Pick out the lines in the listing below that contain the word "derive" and copy them.

========

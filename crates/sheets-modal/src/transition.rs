#![forbid(unsafe_code)]

//! Transition resolver.
//!
//! A state change that starts a CSS transition is wrapped in a
//! [`Pending<()>`] that settles when the host reports the end (or
//! cancellation) of that element's transition.
//!
//! # Invariants
//!
//! 1. The listener is registered *before* the trigger runs, so a transition
//!    finishing synchronously inside the trigger is never missed.
//! 2. Only events whose target is exactly the observed element resolve it.
//!    Bubbled events from descendants are ignored.
//! 3. Each listener resolves exactly once, even if both `transitionend` and
//!    `transitioncancel` fire.
//! 4. With animation disabled the trigger still runs, and the returned
//!    pending result is already settled.
//!
//! # Failure Modes
//!
//! - A transition that never reports completion leaves its pending result
//!   unsettled forever. There is deliberately no timeout.
//! - [`TransitionResolver::abandon_all`] drops every listener; awaiting
//!   operations observe [`ModalError::Abandoned`](sheets_core::ModalError).

use sheets_core::{Dom, DomEvent, NodeId, Pending, Resolver};

use crate::config::{AnimationConfig, AnimationKind};

/// Per-call animation override.
#[derive(Debug, Clone, Copy, PartialEq, Eq)]
pub enum AnimationOverride {
    /// Animate even if the instance has animation disabled.
    Enabled,
    /// Skip transition listening for this call.
    Disabled,
    /// Animate with a specific kind for this call.
    Kind(AnimationKind),
}

/// Options accepted by every control call.
#[derive(Debug, Clone, Default, PartialEq)]
pub struct CallOptions {
    pub animation: Option<AnimationOverride>,
    /// After the push settles, also remove the sheet that was on top before.
    pub pop_last: bool,
    /// Host attributes applied to a pushed sheet's element.
    pub attributes: Vec<(String, String)>,
}

impl CallOptions {
    pub fn new() -> Self {
        Self::default()
    }

    /// Options with animation switched off for the call.
    pub fn instant() -> Self {
        Self::new().animated(false)
    }

    /// Force animation on or off for this call.
    pub fn animated(mut self, animate: bool) -> Self {
        self.animation = Some(if animate {
            AnimationOverride::Enabled
        } else {
            AnimationOverride::Disabled
        });
        self
    }

    /// Animate this call with `kind`.
    pub fn animation_kind(mut self, kind: AnimationKind) -> Self {
        self.animation = Some(AnimationOverride::Kind(kind));
        self
    }

    pub fn pop_last(mut self, pop_last: bool) -> Self {
        self.pop_last = pop_last;
        self
    }

    /// Add a host attribute for the pushed sheet.
    pub fn attribute(mut self, name: impl Into<String>, value: impl Into<String>) -> Self {
        self.attributes.push((name.into(), value.into()));
        self
    }

    /// Whether this call waits for a transition.
    ///
    /// A per-call override wins over the instance setting.
    pub fn animates(&self, config: &AnimationConfig) -> bool {
        match self.animation {
            Some(AnimationOverride::Enabled | AnimationOverride::Kind(_)) => true,
            Some(AnimationOverride::Disabled) => false,
            None => !config.disabled,
        }
    }

    /// Animation kind in effect for this call.
    pub fn kind(&self, config: &AnimationConfig) -> AnimationKind {
        match self.animation {
            Some(AnimationOverride::Kind(kind)) => kind,
            _ => config.kind,
        }
    }
}

#[derive(Debug)]
struct Listener {
    element: NodeId,
    resolver: Resolver<()>,
}

/// Transition listeners of one instance.
#[derive(Debug, Default)]
pub struct TransitionResolver {
    listeners: Vec<Listener>,
}

impl TransitionResolver {
    pub fn new() -> Self {
        Self::default()
    }

    /// Start listening for the end of `element`'s transition.
    pub fn observe(&mut self, element: NodeId) -> Pending<()> {
        let (resolver, pending) = Pending::channel();
        self.listeners.push(Listener { element, resolver });
        tracing::debug!(
            target: "sheets.stack",
            element = element.get(),
            "awaiting transition"
        );
        pending
    }

    /// Route a host event. Returns `true` if it resolved a transition.
    pub fn handle(&mut self, event: &DomEvent) -> bool {
        let (DomEvent::TransitionEnd { target } | DomEvent::TransitionCancel { target }) = *event
        else {
            return false;
        };
        if !self.is_observing(target) {
            if !self.listeners.is_empty() {
                tracing::trace!(
                    target: "sheets.stack",
                    node = target.get(),
                    "ignoring transition event from unobserved node"
                );
            }
            return false;
        }
        let (done, rest): (Vec<Listener>, Vec<Listener>) = std::mem::take(&mut self.listeners)
            .into_iter()
            .partition(|l| l.element == target);
        self.listeners = rest;
        for listener in done {
            listener.resolver.resolve(());
        }
        tracing::debug!(
            target: "sheets.stack",
            element = target.get(),
            canceled = matches!(event, DomEvent::TransitionCancel { .. }),
            "transition resolved"
        );
        true
    }

    pub fn is_observing(&self, element: NodeId) -> bool {
        self.listeners.iter().any(|l| l.element == element)
    }

    /// Elements with an unresolved transition, in registration order.
    pub fn pending_elements(&self) -> Vec<NodeId> {
        let mut out: Vec<NodeId> = Vec::with_capacity(self.listeners.len());
        for listener in &self.listeners {
            if !out.contains(&listener.element) {
                out.push(listener.element);
            }
        }
        out
    }

    /// Drop every listener. Returns how many were dropped.
    pub fn abandon_all(&mut self) -> usize {
        let dropped = self.listeners.len();
        self.listeners.clear();
        dropped
    }
}

/// Apply `trigger` and return a pending result for `element`'s transition.
///
/// With `animate == false` the result is already settled.
pub fn run_transition(
    dom: &mut dyn Dom,
    resolver: &mut TransitionResolver,
    element: NodeId,
    animate: bool,
    trigger: impl FnOnce(&mut dyn Dom),
) -> Pending<()> {
    if !animate {
        trigger(dom);
        return Pending::ready(());
    }
    let pending = resolver.observe(element);
    trigger(dom);
    pending
}

#[cfg(test)]
mod tests {
    use super::*;
    use sheets_core::{MemoryDom, ModalError};

    fn end(target: NodeId) -> DomEvent {
        DomEvent::TransitionEnd { target }
    }

    #[test]
    fn disabled_resolves_immediately_and_still_triggers() {
        let mut dom = MemoryDom::new();
        let root = dom.document_root();
        let el = dom.append_new(root, "div");
        let mut resolver = TransitionResolver::new();

        let mut pending = run_transition(&mut dom, &mut resolver, el, false, |dom| {
            dom.set_attribute(el, "data-open", "");
        });
        assert!(dom.has_attribute(el, "data-open"));
        assert_eq!(pending.try_take(), Some(Ok(())));
        assert!(resolver.pending_elements().is_empty());
    }

    #[test]
    fn resolves_only_on_exact_target() {
        let mut dom = MemoryDom::new();
        let root = dom.document_root();
        let el = dom.append_new(root, "div");
        let child = dom.append_new(el, "span");
        let mut resolver = TransitionResolver::new();

        let mut pending = run_transition(&mut dom, &mut resolver, el, true, |_| {});
        assert_eq!(resolver.pending_elements(), vec![el]);

        assert!(!resolver.handle(&end(child)));
        assert_eq!(pending.try_take(), None);

        assert!(resolver.handle(&end(el)));
        assert_eq!(pending.try_take(), Some(Ok(())));
    }

    #[test]
    fn end_then_cancel_resolves_once() {
        let el = NodeId::new(3);
        let mut resolver = TransitionResolver::new();
        let mut pending = resolver.observe(el);

        assert!(resolver.handle(&DomEvent::TransitionCancel { target: el }));
        assert!(!resolver.handle(&end(el)));
        assert_eq!(pending.try_take(), Some(Ok(())));
        assert_eq!(pending.try_take(), None);
    }

    #[test]
    fn listener_registered_before_trigger() {
        let mut dom = MemoryDom::new();
        let root = dom.document_root();
        let el = dom.append_new(root, "div");
        let mut resolver = TransitionResolver::new();
        let mut seen = false;
        let _pending = run_transition(&mut dom, &mut resolver, el, true, |_| {
            seen = true;
        });
        assert!(seen);
        assert!(resolver.is_observing(el));
    }

    #[test]
    fn abandon_rejects_waiters() {
        let mut resolver = TransitionResolver::new();
        let mut pending = resolver.observe(NodeId::new(1));
        assert_eq!(resolver.abandon_all(), 1);
        assert_eq!(pending.try_take(), Some(Err(ModalError::Abandoned)));
    }

    #[test]
    fn non_transition_events_are_ignored() {
        let el = NodeId::new(2);
        let mut resolver = TransitionResolver::new();
        let _pending = resolver.observe(el);
        assert!(!resolver.handle(&DomEvent::Click { target: el }));
        assert!(resolver.is_observing(el));
    }

    #[test]
    fn override_beats_instance_setting() {
        let on = AnimationConfig::default();
        let off = AnimationConfig::off();
        assert!(CallOptions::new().animates(&on));
        assert!(!CallOptions::new().animates(&off));
        assert!(!CallOptions::instant().animates(&on));
        assert!(CallOptions::new().animated(true).animates(&off));
        let slide = CallOptions::new().animation_kind(AnimationKind::Slide);
        assert!(slide.animates(&off));
        assert_eq!(slide.kind(&on), AnimationKind::Slide);
        assert_eq!(CallOptions::new().kind(&on), on.kind);
    }
}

========

SOLVED EXERCISE:
#[derive(Debug, Clone, Copy, PartialEq, Eq)]
#[derive(Debug, Clone, Default, PartialEq)]
#[derive(Debug)]
#[derive(Debug, Default)]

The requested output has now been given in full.